[WHAT TO PRODUCE]
Word for word, repeat each line of the listing below.

[PROVIDED RECORDS]

#####

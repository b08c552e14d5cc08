//! Session bookkeeping: metadata, audit log entries and export records.

use serde::{Deserialize, Serialize};
use std::time::SystemTime;

/// Identity and timestamps of a session.
#[derive(Debug, Clone, PartialEq, Eq, Serialize, Deserialize)]
pub struct SessionMetadata {
    /// Session kind, fixed for a given session type.
    pub kind: String,
    pub schema_version: u32,
    /// Unix seconds.
    pub created_at: u64,
    /// Unix seconds.
    pub last_modified: u64,
    pub description: Option<String>,
}

impl SessionMetadata {
    pub fn new(kind: impl Into<String>, schema_version: u32) -> Self {
        let now = current_timestamp();
        Self {
            kind: kind.into(),
            schema_version,
            created_at: now,
            last_modified: now,
            description: None,
        }
    }

    pub fn touch(&mut self) {
        self.last_modified = current_timestamp();
    }
}

/// One audit-log line. Not meant for replay.
#[derive(Debug, Clone, PartialEq, Eq, Serialize, Deserialize)]
pub struct LogEntry {
    pub timestamp: u64,
    /// Step name, e.g. `reconstruct` or `export`.
    pub operation: String,
    pub success: bool,
    /// Summary on success, error message on failure.
    pub notes: Option<String>,
}

impl LogEntry {
    pub fn success(operation: impl Into<String>, notes: Option<String>) -> Self {
        Self {
            timestamp: current_timestamp(),
            operation: operation.into(),
            success: true,
            notes,
        }
    }

    pub fn failure(operation: impl Into<String>, error: impl Into<String>) -> Self {
        Self {
            timestamp: current_timestamp(),
            operation: operation.into(),
            success: false,
            notes: Some(error.into()),
        }
    }
}

/// An artifact written from the session, with the scene version it came from.
#[derive(Debug, Clone, PartialEq, Serialize, Deserialize)]
pub struct ExportRecord<E> {
    pub timestamp: u64,
    pub scene_version: u64,
    pub export: E,
}

impl<E> ExportRecord<E> {
    pub fn new(export: E, scene_version: u64) -> Self {
        Self {
            timestamp: current_timestamp(),
            scene_version,
            export,
        }
    }
}

/// Current Unix time in seconds; 0 if the clock is before the epoch.
pub fn current_timestamp() -> u64 {
    SystemTime::now()
        .duration_since(SystemTime::UNIX_EPOCH)
        .map(|d| d.as_secs())
        .unwrap_or(0)
}
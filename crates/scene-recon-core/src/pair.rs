//! View pairs and raw pairwise predictions.

use anyhow::{Result, ensure};
use serde::{Deserialize, Serialize};

use crate::{Grid, Pt3, Real};

/// An ordered pair of views fed to the pairwise model.
///
/// `symmetric` records that the reverse direction `(view_b, view_a)` is part
/// of the same pair set.
#[derive(Debug, Clone, Copy, PartialEq, Eq, Hash, Serialize, Deserialize)]
pub struct Pair {
    pub view_a: usize,
    pub view_b: usize,
    pub symmetric: bool,
}

impl Pair {
    pub fn new(view_a: usize, view_b: usize, symmetric: bool) -> Self {
        Self {
            view_a,
            view_b,
            symmetric,
        }
    }

    /// The same pair in the opposite direction.
    pub fn reversed(&self) -> Self {
        Self {
            view_a: self.view_b,
            view_b: self.view_a,
            symmetric: self.symmetric,
        }
    }

    /// Unordered key `(min, max)`.
    pub fn edge(&self) -> (usize, usize) {
        if self.view_a <= self.view_b {
            (self.view_a, self.view_b)
        } else {
            (self.view_b, self.view_a)
        }
    }
}

/// Raw output of the pairwise model for one ordered [`Pair`].
///
/// Both point maps are expressed in the camera frame of `pair.view_a`:
/// `pts_a[x, y]` is the 3D point seen at pixel `(x, y)` of view A, and
/// `pts_b[x, y]` the point seen at pixel `(x, y)` of view B.
#[derive(Debug, Clone, Serialize, Deserialize)]
pub struct PairwiseResult {
    pub pair: Pair,
    pub pts_a: Grid<Pt3>,
    pub pts_b: Grid<Pt3>,
    pub conf_a: Grid<Real>,
    pub conf_b: Grid<Real>,
}

impl PairwiseResult {
    /// Check internal consistency and agreement with the view image sizes.
    ///
    /// # Errors
    ///
    /// Returns an error if a point map and its confidence map differ in size,
    /// or a map does not match the corresponding image.
    pub fn validate(&self, size_a: (usize, usize), size_b: (usize, usize)) -> Result<()> {
        let (a, b) = (self.pair.view_a, self.pair.view_b);
        ensure!(
            self.pts_a.same_size(&self.conf_a),
            "pair ({a},{b}): pts_a and conf_a differ in size"
        );
        ensure!(
            self.pts_b.same_size(&self.conf_b),
            "pair ({a},{b}): pts_b and conf_b differ in size"
        );
        ensure!(
            self.pts_a.size() == size_a,
            "pair ({a},{b}): view {a} prediction is {:?}, image is {:?}",
            self.pts_a.size(),
            size_a
        );
        ensure!(
            self.pts_b.size() == size_b,
            "pair ({a},{b}): view {b} prediction is {:?}, image is {:?}",
            self.pts_b.size(),
            size_b
        );
        Ok(())
    }

    /// Edge strength used to build the spanning tree: product of the mean
    /// confidences of both views.
    pub fn score(&self) -> Real {
        self.conf_a.mean() * self.conf_b.mean()
    }
}

#[cfg(test)]
mod tests {
    use super::*;

    #[test]
    fn pair_edge_is_unordered() {
        let p = Pair::new(3, 1, true);
        assert_eq!(p.edge(), (1, 3));
        assert_eq!(p.reversed().edge(), (1, 3));
        assert_eq!(p.reversed().view_a, 1);
    }

    #[test]
    fn validate_checks_sizes() {
        let res = PairwiseResult {
            pair: Pair::new(0, 1, true),
            pts_a: Grid::filled(4, 3, Pt3::origin()),
            pts_b: Grid::filled(4, 3, Pt3::origin()),
            conf_a: Grid::filled(4, 3, 1.0),
            conf_b: Grid::filled(4, 3, 2.0),
        };
        assert!(res.validate((4, 3), (4, 3)).is_ok());
        assert!(res.validate((4, 3), (3, 4)).is_err());
        assert!((res.score() - 2.0).abs() < 1e-12);
    }
}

#####

[WRITTEN ANSWER]
repository b08c552e14d5cc08
//! Session bookkeeping: metadata, audit log entries and export records.

use serde::{Deserialize, Serialize};
use std::time::SystemTime;

/// Identity and timestamps of a session.
#[derive(Debug, Clone, PartialEq, Eq, Serialize, Deserialize)]
pub struct SessionMetadata {
    /// Session kind, fixed for a given session type.
    pub kind: String,
    pub schema_version: u32,
    /// Unix seconds.
    pub created_at: u64,
    /// Unix seconds.
    pub last_modified: u64,
    pub description: Option<String>,
}

impl SessionMetadata {
    pub fn new(kind: impl Into<String>, schema_version: u32) -> Self {
        let now = current_timestamp();
        Self {
            kind: kind.into(),
            schema_version,
            created_at: now,
            last_modified: now,
            description: None,
        }
    }

    pub fn touch(&mut self) {
        self.last_modified = current_timestamp();
    }
}

/// One audit-log line. Not meant for replay.
#[derive(Debug, Clone, PartialEq, Eq, Serialize, Deserialize)]
pub struct LogEntry {
    pub timestamp: u64,
    /// Step name, e.g. `reconstruct` or `export`.
    pub operation: String,
    pub success: bool,
    /// Summary on success, error message on failure.
    pub notes: Option<String>,
}

impl LogEntry {
    pub fn success(operation: impl Into<String>, notes: Option<String>) -> Self {
        Self {
            timestamp: current_timestamp(),
            operation: operation.into(),
            success: true,
            notes,
        }
    }

    pub fn failure(operation: impl Into<String>, error: impl Into<String>) -> Self {
        Self {
            timestamp: current_timestamp(),
            operation: operation.into(),
            success: false,
            notes: Some(error.into()),
        }
    }
}

/// An artifact written from the session, with the scene version it came from.
#[derive(Debug, Clone, PartialEq, Serialize, Deserialize)]
pub struct ExportRecord<E> {
    pub timestamp: u64,
    pub scene_version: u64,
    pub export: E,
}

impl<E> ExportRecord<E> {
    pub fn new(export: E, scene_version: u64) -> Self {
        Self {
            timestamp: current_timestamp(),
            scene_version,
            export,
        }
    }
}

/// Current Unix time in seconds; 0 if the clock is before the epoch.
pub fn current_timestamp() -> u64 {
    SystemTime::now()
        .duration_since(SystemTime::UNIX_EPOCH)
        .map(|d| d.as_secs())
        .unwrap_or(0)
}
filename crates/scene-recon-core/src/pair.rs
//! View pairs and raw pairwise predictions.

use anyhow::{Result, ensure};
use serde::{Deserialize, Serialize};

use crate::{Grid, Pt3, Real};

/// An ordered pair of views fed to the pairwise model.
///
/// `symmetric` records that the reverse direction `(view_b, view_a)` is part
/// of the same pair set.
#[derive(Debug, Clone, Copy, PartialEq, Eq, Hash, Serialize, Deserialize)]
pub struct Pair {
    pub view_a: usize,
    pub view_b: usize,
    pub symmetric: bool,
}

impl Pair {
    pub fn new(view_a: usize, view_b: usize, symmetric: bool) -> Self {
        Self {
            view_a,
            view_b,
            symmetric,
        }
    }

    /// The same pair in the opposite direction.
    pub fn reversed(&self) -> Self {
        Self {
            view_a: self.view_b,
            view_b: self.view_a,
            symmetric: self.symmetric,
        }
    }

    /// Unordered key `(min, max)`.
    pub fn edge(&self) -> (usize, usize) {
        if self.view_a <= self.view_b {
            (self.view_a, self.view_b)
        } else {
            (self.view_b, self.view_a)
        }
    }
}

/// Raw output of the pairwise model for one ordered [`Pair`].
///
/// Both point maps are expressed in the camera frame of `pair.view_a`:
/// `pts_a[x, y]` is the 3D point seen at pixel `(x, y)` of view A, and
/// `pts_b[x, y]` the point seen at pixel `(x, y)` of view B.
#[derive(Debug, Clone, Serialize, Deserialize)]
pub struct PairwiseResult {
    pub pair: Pair,
    pub pts_a: Grid<Pt3>,
    pub pts_b: Grid<Pt3>,
    pub conf_a: Grid<Real>,
    pub conf_b: Grid<Real>,
}

impl PairwiseResult {
    /// Check internal consistency and agreement with the view image sizes.
    ///
    /// # Errors
    ///
    /// Returns an error if a point map and its confidence map differ in size,
    /// or a map does not match the corresponding image.
    pub fn validate(&self, size_a: (usize, usize), size_b: (usize, usize)) -> Result<()> {
        let (a, b) = (self.pair.view_a, self.pair.view_b);
        ensure!(
            self.pts_a.same_size(&self.conf_a),
            "pair ({a},{b}): pts_a and conf_a differ in size"
        );
        ensure!(
            self.pts_b.same_size(&self.conf_b),
            "pair ({a},{b}): pts_b and conf_b differ in size"
        );
        ensure!(
            self.pts_a.size() == size_a,
            "pair ({a},{b}): view {a} prediction is {:?}, image is {:?}",
            self.pts_a.size(),
            size_a
        );
        ensure!(
            self.pts_b.size() == size_b,
            "pair ({a},{b}): view {b} prediction is {:?}, image is {:?}",
            self.pts_b.size(),
            size_b
        );
        Ok(())
    }

    /// Edge strength used to build the spanning tree: product of the mean
    /// confidences of both views.
    pub fn score(&self) -> Real {
        self.conf_a.mean() * self.conf_b.mean()
    }
}

#[cfg(test)]
mod tests {
    use super::*;

    #[test]
    fn pair_edge_is_unordered() {
        let p = Pair::new(3, 1, true);
        assert_eq!(p.edge(), (1, 3));
        assert_eq!(p.reversed().edge(), (1, 3));
        assert_eq!(p.reversed().view_a, 1);
    }

    #[test]
    fn validate_checks_sizes() {
        let res = PairwiseResult {
            pair: Pair::new(0, 1, true),
            pts_a: Grid::filled(4, 3, Pt3::origin()),
            pts_b: Grid::filled(4, 3, Pt3::origin()),
            conf_a: Grid::filled(4, 3, 1.0),
            conf_b: Grid::filled(4, 3, 2.0),
        };
        assert!(res.validate((4, 3), (4, 3)).is_ok());
        assert!(res.validate((4, 3), (3, 4)).is_err());
        assert!((res.score() - 2.0).abs() < 1e-12);
    }
}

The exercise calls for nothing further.